──────── THE RECORDS ────────

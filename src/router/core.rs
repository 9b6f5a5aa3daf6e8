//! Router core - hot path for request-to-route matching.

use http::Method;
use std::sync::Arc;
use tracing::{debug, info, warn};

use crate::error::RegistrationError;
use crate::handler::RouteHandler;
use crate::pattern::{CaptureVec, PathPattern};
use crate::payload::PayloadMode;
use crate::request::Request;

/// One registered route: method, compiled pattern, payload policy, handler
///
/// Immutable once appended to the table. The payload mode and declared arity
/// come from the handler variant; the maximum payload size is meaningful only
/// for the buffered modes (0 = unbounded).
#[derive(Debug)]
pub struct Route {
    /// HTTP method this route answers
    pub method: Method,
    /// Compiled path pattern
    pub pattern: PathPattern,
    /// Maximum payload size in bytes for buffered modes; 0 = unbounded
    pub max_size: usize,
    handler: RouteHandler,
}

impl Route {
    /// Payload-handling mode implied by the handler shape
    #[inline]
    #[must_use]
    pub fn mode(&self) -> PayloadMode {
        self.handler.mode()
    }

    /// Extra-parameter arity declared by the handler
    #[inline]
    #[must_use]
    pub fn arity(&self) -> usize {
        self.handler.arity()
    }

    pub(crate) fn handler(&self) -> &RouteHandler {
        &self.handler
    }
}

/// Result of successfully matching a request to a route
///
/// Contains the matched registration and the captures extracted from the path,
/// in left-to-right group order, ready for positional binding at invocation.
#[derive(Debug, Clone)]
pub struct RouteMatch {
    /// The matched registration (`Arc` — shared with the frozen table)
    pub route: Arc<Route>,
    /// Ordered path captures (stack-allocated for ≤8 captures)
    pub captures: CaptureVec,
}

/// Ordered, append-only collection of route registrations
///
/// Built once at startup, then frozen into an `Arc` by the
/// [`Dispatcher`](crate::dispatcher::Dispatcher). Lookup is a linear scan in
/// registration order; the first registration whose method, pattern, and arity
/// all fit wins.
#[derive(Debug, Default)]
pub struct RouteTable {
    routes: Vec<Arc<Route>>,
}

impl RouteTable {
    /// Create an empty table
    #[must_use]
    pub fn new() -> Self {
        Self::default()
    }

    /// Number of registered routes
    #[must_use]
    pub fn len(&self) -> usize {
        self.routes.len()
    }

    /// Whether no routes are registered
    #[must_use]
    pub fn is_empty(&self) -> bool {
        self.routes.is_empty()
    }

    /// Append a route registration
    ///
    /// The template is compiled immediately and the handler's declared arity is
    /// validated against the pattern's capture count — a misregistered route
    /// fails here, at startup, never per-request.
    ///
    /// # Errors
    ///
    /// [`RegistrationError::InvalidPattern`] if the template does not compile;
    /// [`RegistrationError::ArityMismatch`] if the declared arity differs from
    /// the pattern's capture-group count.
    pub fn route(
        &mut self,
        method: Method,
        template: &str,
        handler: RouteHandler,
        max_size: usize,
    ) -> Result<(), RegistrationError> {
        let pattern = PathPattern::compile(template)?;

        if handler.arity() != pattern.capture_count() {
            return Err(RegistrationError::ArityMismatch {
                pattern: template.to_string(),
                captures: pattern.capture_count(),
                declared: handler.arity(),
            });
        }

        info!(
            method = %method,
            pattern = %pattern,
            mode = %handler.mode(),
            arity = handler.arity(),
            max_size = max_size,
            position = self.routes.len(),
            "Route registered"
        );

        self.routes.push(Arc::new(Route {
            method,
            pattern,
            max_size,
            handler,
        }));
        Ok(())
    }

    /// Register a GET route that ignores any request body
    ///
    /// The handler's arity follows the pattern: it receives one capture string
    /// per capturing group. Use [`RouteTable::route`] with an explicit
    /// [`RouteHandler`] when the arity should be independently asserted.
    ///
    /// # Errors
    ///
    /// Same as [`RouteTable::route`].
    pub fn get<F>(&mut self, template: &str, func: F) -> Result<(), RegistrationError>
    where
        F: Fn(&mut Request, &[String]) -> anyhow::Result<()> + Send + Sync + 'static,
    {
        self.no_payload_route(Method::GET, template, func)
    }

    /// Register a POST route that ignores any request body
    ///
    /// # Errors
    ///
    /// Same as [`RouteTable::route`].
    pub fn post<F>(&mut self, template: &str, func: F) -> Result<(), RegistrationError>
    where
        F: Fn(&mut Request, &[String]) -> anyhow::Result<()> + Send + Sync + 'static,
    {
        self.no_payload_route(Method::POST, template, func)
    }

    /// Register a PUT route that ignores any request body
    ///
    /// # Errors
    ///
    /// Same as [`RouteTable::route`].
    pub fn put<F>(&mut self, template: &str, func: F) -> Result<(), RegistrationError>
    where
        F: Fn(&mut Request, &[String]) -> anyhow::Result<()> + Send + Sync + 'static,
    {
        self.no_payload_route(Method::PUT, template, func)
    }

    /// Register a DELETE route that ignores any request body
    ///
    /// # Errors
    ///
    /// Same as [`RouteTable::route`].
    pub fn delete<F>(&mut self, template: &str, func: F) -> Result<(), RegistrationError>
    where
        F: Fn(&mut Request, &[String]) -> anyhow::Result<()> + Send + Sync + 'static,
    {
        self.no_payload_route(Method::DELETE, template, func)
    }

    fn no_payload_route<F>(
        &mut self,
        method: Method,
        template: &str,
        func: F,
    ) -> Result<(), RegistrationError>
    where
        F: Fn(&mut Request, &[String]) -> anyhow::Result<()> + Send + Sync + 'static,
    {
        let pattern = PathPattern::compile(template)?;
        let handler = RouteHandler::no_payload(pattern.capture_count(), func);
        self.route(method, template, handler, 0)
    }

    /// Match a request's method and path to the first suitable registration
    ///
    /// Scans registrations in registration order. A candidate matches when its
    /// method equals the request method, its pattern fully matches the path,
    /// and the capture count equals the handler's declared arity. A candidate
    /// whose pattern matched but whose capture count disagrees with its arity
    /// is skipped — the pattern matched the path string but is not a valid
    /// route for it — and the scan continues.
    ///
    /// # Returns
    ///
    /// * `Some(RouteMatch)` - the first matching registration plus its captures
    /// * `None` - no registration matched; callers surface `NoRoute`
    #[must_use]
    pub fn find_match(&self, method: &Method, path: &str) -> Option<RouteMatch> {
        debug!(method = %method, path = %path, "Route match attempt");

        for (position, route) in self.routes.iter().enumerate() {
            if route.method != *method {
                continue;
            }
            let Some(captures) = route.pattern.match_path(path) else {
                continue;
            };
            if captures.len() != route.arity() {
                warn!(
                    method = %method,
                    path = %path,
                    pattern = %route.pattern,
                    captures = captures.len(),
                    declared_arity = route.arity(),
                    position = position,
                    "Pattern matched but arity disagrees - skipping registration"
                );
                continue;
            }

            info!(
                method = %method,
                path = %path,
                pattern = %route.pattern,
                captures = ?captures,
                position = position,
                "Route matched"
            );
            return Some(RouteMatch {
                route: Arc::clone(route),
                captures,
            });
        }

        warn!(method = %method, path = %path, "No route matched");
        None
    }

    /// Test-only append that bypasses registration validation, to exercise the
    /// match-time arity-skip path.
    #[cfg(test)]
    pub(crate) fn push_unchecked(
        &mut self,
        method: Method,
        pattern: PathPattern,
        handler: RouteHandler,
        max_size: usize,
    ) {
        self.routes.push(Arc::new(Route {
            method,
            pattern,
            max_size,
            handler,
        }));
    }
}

────────

> _HOW TO COMPLETE THIS TASK_:
Would you please reproduce the records above exactly, only from their first line through the line holding "use crate::handler::RouteHandler;", with both ends included?

> _SOLUTION TO THIS PROBLEM_:
filename src/router/core.rs
repository 9b6f5a5aa3daf6e8
//! Router core - hot path for request-to-route matching.

use http::Method;
use std::sync::Arc;
use tracing::{debug, info, warn};

use crate::error::RegistrationError;
use crate::handler::RouteHandler;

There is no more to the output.